19 The same review charmingly notes that ‘the audience wanted the band back an unlimited and altogether unreasonable number of times’ (Sun Citation1911a, 5).

20 Ben Vereecken, Albert A. Knecht, and Stanley Lawton were the Sousa Band’s three saxophonists for the world tour (Bierley Citation2006, 90).

21 Bizet’s incidental music accompanied the original staging of the play in 1872, which was unsuccessful. Remarkably, interest in Bizet’s score led to the play’s reintroduction (Macdonald Citation2014, 345).

22 Proksch notes that this essay ‘shows Sousa preparing for direct comparison to European bands for the first time in his career’ (Citation2016, 25).

23 Popularity did not necessarily equate to profitability: manager Edward Branscombe, who oversaw the Sousa Band’s tour, was ‘not so happy at the end’ after the ensemble had travelled around Australia via ship and train ‘in first-class style’ (Australasian Band and Orchestra News Citation1932, 3).
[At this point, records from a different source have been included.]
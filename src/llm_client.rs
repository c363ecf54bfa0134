use log::{debug, error, info};
use reqwest::Client;
use serde::{Deserialize, Serialize};

use crate::error::{ArtError, Result};

const CHAT_COMPLETIONS_URL: &str = "https://api.openai.com/v1/chat/completions";

#[derive(Serialize, Debug)]
struct ChatRequest<'a> {
    model: &'a str,
    messages: Vec<ChatMessage<'a>>,
    temperature: f32,
    #[serde(skip_serializing_if = "Option::is_none")]
    response_format: Option<ResponseFormat>,
}

#[derive(Serialize, Debug)]
struct ChatMessage<'a> {
    role: &'a str,
    content: &'a str,
}

#[derive(Serialize, Debug)]
struct ResponseFormat {
    #[serde(rename = "type")]
    format_type: &'static str,
}

#[derive(Deserialize, Debug)]
struct ChatResponse {
    choices: Vec<ChatChoice>,
    usage: Option<Usage>,
}

#[derive(Deserialize, Debug)]
struct ChatChoice {
    message: ChatResponseMessage,
}

#[derive(Deserialize, Debug)]
struct ChatResponseMessage {
    content: Option<String>,
}

#[derive(Deserialize, Debug)]
struct Usage {
    prompt_tokens: usize,
    completion_tokens: usize,
    total_tokens: usize,
}

/// One chat-completion round trip. `json_object` constrains the model to
/// structured JSON output (used by the metadata stage).
pub async fn chat_completion(
    http: &Client,
    api_key: &str,
    model: &str,
    system: &str,
    user: &str,
    json_object: bool,
) -> Result<String> {
    let request = ChatRequest {
        model,
        messages: vec![
            ChatMessage {
                role: "system",
                content: system,
            },
            ChatMessage {
                role: "user",
                content: user,
            },
        ],
        temperature: 0.5,
        response_format: json_object.then_some(ResponseFormat {
            format_type: "json_object",
        }),
    };

    debug!("Sending chat completion request to model {}", model);

    let response = http
        .post(CHAT_COMPLETIONS_URL)
        .header("Content-Type", "application/json")
        .bearer_auth(api_key)
        .json(&request)
        .send()
        .await?;

    let status = response.status();
    let body = response.text().await?;

    if !status.is_success() {
        error!("Chat API error ({}): {}", status, body);
        return Err(ArtError::ChatApi(format!("status {}", status)));
    }

    let parsed: ChatResponse = serde_json::from_str(&body)?;

    if let Some(usage) = &parsed.usage {
        info!(
            "Token usage - Prompt tokens: {}, Completion tokens: {}, Total tokens: {}",
            usage.prompt_tokens, usage.completion_tokens, usage.total_tokens
        );
    }

    parsed
        .choices
        .into_iter()
        .next()
        .and_then(|choice| choice.message.content)
        .ok_or_else(|| ArtError::ChatApi("no completion choices returned".to_string()))
}
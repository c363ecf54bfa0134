use std::fs;
use std::path::Path;

use log::{error, info};
use reqwest::multipart::{Form, Part};
use serde::{Deserialize, Serialize};

use crate::error::{ArtError, Result};
use crate::nft_config::{Attribute, MintConfig};
use crate::state::AppState;

const PIN_FILE_URL: &str = "https://api.pinata.cloud/pinning/pinFileToIPFS";
const PIN_JSON_URL: &str = "https://api.pinata.cloud/pinning/pinJSONToIPFS";
const GATEWAY_BASE: &str = "https://gateway.pinata.cloud/ipfs";

#[derive(Deserialize, Debug)]
struct PinResponse {
    #[serde(rename = "IpfsHash")]
    ipfs_hash: String,
}

/// Metaplex-standard off-chain metadata document.
#[derive(Serialize, Debug)]
pub struct NftMetadata {
    pub name: String,
    pub description: String,
    pub image: String,
    pub attributes: Vec<Attribute>,
    pub properties: NftProperties,
}

#[derive(Serialize, Debug)]
pub struct NftProperties {
    pub files: Vec<NftFile>,
}

#[derive(Serialize, Debug)]
pub struct NftFile {
    pub uri: String,
    #[serde(rename = "type")]
    pub file_type: String,
}

#[derive(Serialize, Debug)]
struct PinJsonRequest<'a> {
    #[serde(rename = "pinataContent")]
    pinata_content: &'a NftMetadata,
}

impl NftMetadata {
    pub fn build(config: &MintConfig, image_uri: &str) -> Self {
        Self {
            name: config.name.clone(),
            description: config.description.clone(),
            image: image_uri.to_string(),
            attributes: config.attributes.clone(),
            properties: NftProperties {
                files: vec![NftFile {
                    uri: image_uri.to_string(),
                    file_type: config.image_mime_type.to_string(),
                }],
            },
        }
    }
}

fn gateway_uri(cid: &str) -> String {
    format!("{}/{}", GATEWAY_BASE, cid)
}

/// Stage 4a: pin the raw image bytes. Must run before the metadata upload
/// because the metadata embeds the returned URI.
pub async fn upload_image(state: &AppState, image_path: &Path) -> Result<String> {
    info!("Step 1 - Uploading Image");

    let image_bytes = fs::read(image_path)?;
    let file_name = image_path
        .file_name()
        .map(|name| name.to_string_lossy().into_owned())
        .unwrap_or_else(|| "image.png".to_string());

    let part = Part::bytes(image_bytes)
        .file_name(file_name)
        .mime_str("image/png")?;
    let form = Form::new().part("file", part);

    let response = state
        .http
        .post(PIN_FILE_URL)
        .bearer_auth(&state.config.pinata_jwt)
        .multipart(form)
        .send()
        .await?;

    let status = response.status();
    let body = response.text().await?;

    if !status.is_success() {
        error!("Image pin failed ({}): {}", status, body);
        return Err(ArtError::Storage(format!("image pin returned {}", status)));
    }

    let pin: PinResponse = serde_json::from_str(&body)?;
    let image_uri = gateway_uri(&pin.ipfs_hash);
    info!("Image URI -> {}", image_uri);

    Ok(image_uri)
}

/// Stage 4b: pin the metadata JSON referencing the freshly pinned image.
pub async fn upload_metadata(
    state: &AppState,
    config: &MintConfig,
    image_uri: &str,
) -> Result<String> {
    info!("Step 2 - Uploading Metadata");

    let metadata = NftMetadata::build(config, image_uri);
    let request = PinJsonRequest {
        pinata_content: &metadata,
    };

    let response = state
        .http
        .post(PIN_JSON_URL)
        .bearer_auth(&state.config.pinata_jwt)
        .json(&request)
        .send()
        .await?;

    let status = response.status();
    let body = response.text().await?;

    if !status.is_success() {
        error!("Metadata pin failed ({}): {}", status, body);
        return Err(ArtError::Storage(format!(
            "metadata pin returned {}",
            status
        )));
    }

    let pin: PinResponse = serde_json::from_str(&body)?;
    let metadata_uri = gateway_uri(&pin.ipfs_hash);
    info!("Metadata URI: {}", metadata_uri);

    Ok(metadata_uri)
}

#[cfg(test)]
mod tests {
    use super::*;
    use crate::nft_config::{CreatorShare, IMAGE_MIME_TYPE, SELLER_FEE_BASIS_POINTS, SYMBOL};
    use solana_sdk::signature::Keypair;
    use solana_sdk::signer::Signer;

    fn test_config() -> MintConfig {
        MintConfig {
            name: "Rooftop".to_string(),
            description: "A cat at dusk".to_string(),
            attributes: vec![Attribute {
                trait_type: "Mood".to_string(),
                value: "Serene".to_string(),
            }],
            seller_fee_basis_points: SELLER_FEE_BASIS_POINTS,
            symbol: SYMBOL.to_string(),
            image_mime_type: IMAGE_MIME_TYPE,
            creators: vec![CreatorShare {
                address: Keypair::new().pubkey(),
                share: 100,
            }],
        }
    }

    #[test]
    fn metadata_embeds_image_uri_and_declares_file_type() {
        let metadata = NftMetadata::build(
            &test_config(),
            "https://gateway.pinata.cloud/ipfs/QmExample",
        );
        let json = serde_json::to_value(&metadata).unwrap();

        assert_eq!(json["name"], "Rooftop");
        assert_eq!(json["image"], "https://gateway.pinata.cloud/ipfs/QmExample");
        assert_eq!(json["attributes"][0]["trait_type"], "Mood");
        assert_eq!(
            json["properties"]["files"][0]["uri"],
            "https://gateway.pinata.cloud/ipfs/QmExample"
        );
        assert_eq!(json["properties"]["files"][0]["type"], "image/png");
    }

    #[test]
    fn pin_response_parses_ipfs_hash() {
        let pin: PinResponse =
            serde_json::from_str(r#"{"IpfsHash":"QmExample","PinSize":42,"Timestamp":"2024-06-01T00:00:00Z"}"#)
                .unwrap();
        assert_eq!(gateway_uri(&pin.ipfs_hash), "https://gateway.pinata.cloud/ipfs/QmExample");
    }
}
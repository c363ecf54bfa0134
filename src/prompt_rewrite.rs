use log::info;

use crate::error::Result;
use crate::llm_client::chat_completion;
use crate::state::AppState;
use crate::system_prompt;

/// Stage 1: rewrite the raw user prompt into a stylistically enhanced one.
/// The completion is returned verbatim; the PROMPT/STYLE/MOOD framing is
/// carried forward into image generation untouched.
pub async fn rewrite_prompt(state: &AppState, user_prompt: &str) -> Result<String> {
    info!("Rewriting user prompt");

    let instruction = system_prompt::rewrite_instruction(user_prompt);
    let rewritten = chat_completion(
        &state.http,
        &state.config.openai_api_key,
        &state.config.chat_model,
        &instruction,
        user_prompt,
        false,
    )
    .await?;

    Ok(rewritten)
}
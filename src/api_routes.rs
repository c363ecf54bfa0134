// api_routes.rs
use std::str::FromStr;

use actix_web::{web, HttpResponse};
use log::info;
use serde::Deserialize;
use solana_sdk::pubkey::Pubkey;

use crate::error::ArtError;
use crate::pipeline;
use crate::state::AppState;

#[derive(Deserialize)]
pub struct ImagineQuery {
    user_prompt: Option<String>,
    address: Option<String>,
}

// Set API Routes
pub fn configure(cfg: &mut web::ServiceConfig) {
    cfg.route("/imagine", web::get().to(imagine_route));
}

/// `GET /imagine?user_prompt=...&address=...`
///
/// Validation happens up front, before any upstream call: the prompt must
/// be a non-empty string, and the recipient address, when supplied, must
/// parse as a base58 Solana pubkey. The response is sent only after the
/// whole pipeline (mint included) has completed.
async fn imagine_route(
    query: web::Query<ImagineQuery>,
    state: web::Data<AppState>,
) -> Result<HttpResponse, ArtError> {
    let user_prompt = match query.user_prompt.as_deref().map(str::trim) {
        Some(prompt) if !prompt.is_empty() => prompt.to_string(),
        _ => return Err(ArtError::Validation("Invalid prompt".to_string())),
    };

    let recipient = match query.address.as_deref().map(str::trim) {
        Some(address) => Some(
            Pubkey::from_str(address)
                .map_err(|_| ArtError::Validation("Invalid recipient address".to_string()))?,
        ),
        None => None,
    };

    info!("Received request -> {}", user_prompt);

    let asset = pipeline::run(&state, &user_prompt, recipient).await?;

    Ok(HttpResponse::Ok().json(asset))
}

#[cfg(test)]
mod tests {
    use super::*;
    use crate::config::AppConfig;
    use actix_web::http::StatusCode;
    use actix_web::{test, App};
    use reqwest::Client;
    use solana_client::nonblocking::rpc_client::RpcClient;
    use solana_sdk::signature::Keypair;
    use std::path::PathBuf;

    // The wallet and RPC client are never touched on the 400 paths under
    // test; the RPC URL points at a closed local port on purpose.
    fn test_state() -> web::Data<AppState> {
        web::Data::new(AppState {
            http: Client::new(),
            config: AppConfig {
                port: 0,
                openai_api_key: "test-key".to_string(),
                pinata_jwt: "test-jwt".to_string(),
                rpc_url: "http://127.0.0.1:1".to_string(),
                keypair_path: PathBuf::from("/dev/null"),
                image_dir: PathBuf::from("./image"),
                chat_model: "gpt-4o".to_string(),
                service_api_key: None,
            },
            wallet: Keypair::new(),
            rpc: RpcClient::new("http://127.0.0.1:1".to_string()),
        })
    }

    #[actix_web::test]
    async fn missing_user_prompt_is_rejected() {
        let app = test::init_service(
            App::new().app_data(test_state()).configure(configure),
        )
        .await;

        let request = test::TestRequest::get().uri("/imagine").to_request();
        let response = test::call_service(&app, request).await;
        assert_eq!(response.status(), StatusCode::BAD_REQUEST);
    }

    #[actix_web::test]
    async fn empty_user_prompt_is_rejected() {
        let app = test::init_service(
            App::new().app_data(test_state()).configure(configure),
        )
        .await;

        let request = test::TestRequest::get()
            .uri("/imagine?user_prompt=%20%20")
            .to_request();
        let response = test::call_service(&app, request).await;
        assert_eq!(response.status(), StatusCode::BAD_REQUEST);
    }

    #[actix_web::test]
    async fn invalid_recipient_address_is_rejected() {
        let app = test::init_service(
            App::new().app_data(test_state()).configure(configure),
        )
        .await;

        let request = test::TestRequest::get()
            .uri("/imagine?user_prompt=a+cat+on+a+roof&address=not-base58")
            .to_request();
        let response = test::call_service(&app, request).await;
        assert_eq!(response.status(), StatusCode::BAD_REQUEST);
    }
}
24 Beyond class-based distinctions, ongoing antipathy between Australia’s amateur banding movement and the professional musicians whose work they occasionally undercut may also help to explain this divide (Blythell Citation1997, 69). Sousa, for his part, may not have minded: in 1912, he wrote dismissively about ‘blue-nosed “highbrows” who, after a residence of many years in European countries, have come back to [the US] with a kind of snobbish all-knowing superiority which is, to say the least, aggravating’ (Proksch Citation2016, 108).

25 In this regard, US–Australian timbral entente ebbed as the United States remained neutral in the Great War until 1917: the notion ‘that we were all transplanted Britons … was undermined by the Great War. How could they claim there was a unity of blood in the Anglo-Saxon world when the United States delayed so long before entering the conflict, and refused to join the League of Nations? Thousands of Australian troops saw for themselves that they were different from the English, and the Anzac became the expression of national identity’ (Bisset Citation1979, 41–42).

26 Sousa continued to advocate for the saxophone over this time. A 1925 article from New York, headlined ‘Sousa Dignifies the Saxophone,’ saw Sousa mount a three-point defence of the instrument: he quoted characterizations of the instrument from Berlioz’s orchestration treatise, criticized the Metropolitan Opera for replacing saxophones with clarinets in a performance of Massenet’s Le roi de Lahore, and spoke to his own work—which by this time included a saxophone ensemble titled Sousa’s Syncopators—asserting: ‘We are doing nothing revolutionary. We merely are moving the saxophones down front so the audience may see what a fine family of instruments they can be—when they keep good company’ (Proksch Citation2020, 44).

27 At this time, Australian ‘jazz bands’ refers to dance bands, but with instruments such as saxophones taking the place of strings, flutes, and clarinets. Of these developments, Bruce Johnson notes: ‘[Jazz] represented modernity, and one of the distinguishing aspects of modernity was the rising level of constructed sound’ (Citation2019, 51).

28 Davidson continued: ‘During my later years I realised that Sousa’s men played with an embouchure technique with little or no vibrato, which produces a clear clarion tone. … My parents delighted in Sousa’s orchestration of the New Orleans crib house tune “Ta-Ra-Ra-Boom-De-Ay”’ (Citation1983, 18).

29 A double reed feature mentioned in the Sousa Band’s Melbourne reviews is Has Anybody Here Seen Kelly, in which ‘the oboes [give] the question, answered by the trombones and other instruments, and the bassoon putting in some comments of his own on the matter’ (Leader Citation1911, 35).

30 Concordant with Sousa’s musical approach, Pettifer is described by Whiteoak as one of the ‘great stylists of the 1930s … whose professional roots went back to a time before “orchestral” musicians began to define themselves as either “legit,” “semi-legit” (e.g. popular theatre musicians), or dance stylists’ (Whiteoak Citation1999, 242).